Nathan Bray from ACY Securities looks at the three factors pushing the Gold price higher and potential headwinds technically for the shiny metal.
The video begins with an explanation of the factors that typically affect the price of Gold. These include interest rates, inflation, and the risk off fear factor in markets. However, despite the fact that these factors have been negative recently - with interest rates high, inflation persistent, and banks facing challenges - the price of Gold has been soaring.
To understand why this is happening, the video delves into some of the less obvious drivers of the Gold price. One key factor is the global economic uncertainty that has been presented this week. This has led many investors to seek out safe haven assets like Gold, which they view as a reliable store of value in times of crisis.
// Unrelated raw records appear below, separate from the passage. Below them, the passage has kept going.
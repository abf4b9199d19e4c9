//! Core types for moment-generating function evaluation.
//!
//! Shared by the distribution crates: the error type, the `Result` alias
//! and the [`MomentGeneratingFunction`] trait.

pub mod error;
pub mod traits;

pub use error::{Error, Result};
pub use traits::MomentGeneratingFunction;
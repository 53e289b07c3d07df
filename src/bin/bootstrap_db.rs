use std::process::ExitCode;

use pos_bootstrap::{bootstrap::run_bootstrap_db, config::Config, logging};

#[tokio::main(flavor = "current_thread")]
async fn main() -> ExitCode {
    logging::init();
    let result = match Config::from_env() {
        Ok(config) => run_bootstrap_db(&config).await,
        Err(e) => Err(e),
    };
    match result {
        Ok(report) => {
            if !report.created.is_empty() {
                println!("Created tables: {}", report.created.join(", "));
            }
            if !report.existing.is_empty() {
                println!("Tables already present: {}", report.existing.join(", "));
            }
            println!("Schema is up to date");
            ExitCode::SUCCESS
        }
        Err(e) => {
            eprintln!("error [{}]: {}", e.code(), e);
            ExitCode::FAILURE
        }
    }
}
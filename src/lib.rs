pub mod auth;
pub mod bootstrap;
pub mod config;
pub mod db;
pub mod errors;
pub mod logging;
pub mod models;
pub mod repositories;
use thiserror::Error;

#[derive(Error, Debug)]
pub enum AppError {
    #[error("Missing required configuration value: `{0}`")]
    MissingConfig(&'static str),
    #[error("Failed to connect to the database: {0}")]
    Connection(#[source] sqlx::Error),
    #[error("Role `{0}` is not valid, possible values are: cashier and admin")]
    InvalidRole(String),
    #[error("Username already exists: {0}")]
    UsernameTaken(String),
    #[error("Failed to hash credential: {0}")]
    Hashing(#[from] password_hash::Error),
    #[error(transparent)]
    Database(#[from] sqlx::Error),
}

impl AppError {
    pub fn code(&self) -> String {
        match self {
            AppError::MissingConfig(_) => String::from("MissingConfig"),
            AppError::Connection(_) => String::from("ConnectionFailed"),
            AppError::InvalidRole(_) => String::from("InvalidRole"),
            AppError::UsernameTaken(_) => String::from("UsernameTaken"),
            AppError::Hashing(_) => String::from("HashingFailed"),
            AppError::Database(_) => String::from("DatabaseError"),
        }
    }
}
Another important driver of the Gold price is the actions of central banks around the world. Many central banks have been engaging in large-scale monetary stimulus programs in an effort to combat the economic fallout from the COVID-19 pandemic and a battle with inflation. These policies have included massive bond-buying programs and historically low interest rates, which have created a lot of liquidity in the financial system. This flood of liquidity has led to concerns about inflation, which can erode the value of traditional currencies over time. As a result, investors have been turning to Gold as a hedge against inflation and a way to preserve their wealth.
Finally, the video explores some Technical Headwinds ahead for Gold. Overall, the video provides a nuanced and detailed explanation of why the price of Gold is soaring despite negative economic factors. By examining the complex interplay of factors that influence the Gold market, the video helps viewers gain a deeper understanding of the dynamics at play in the global economy.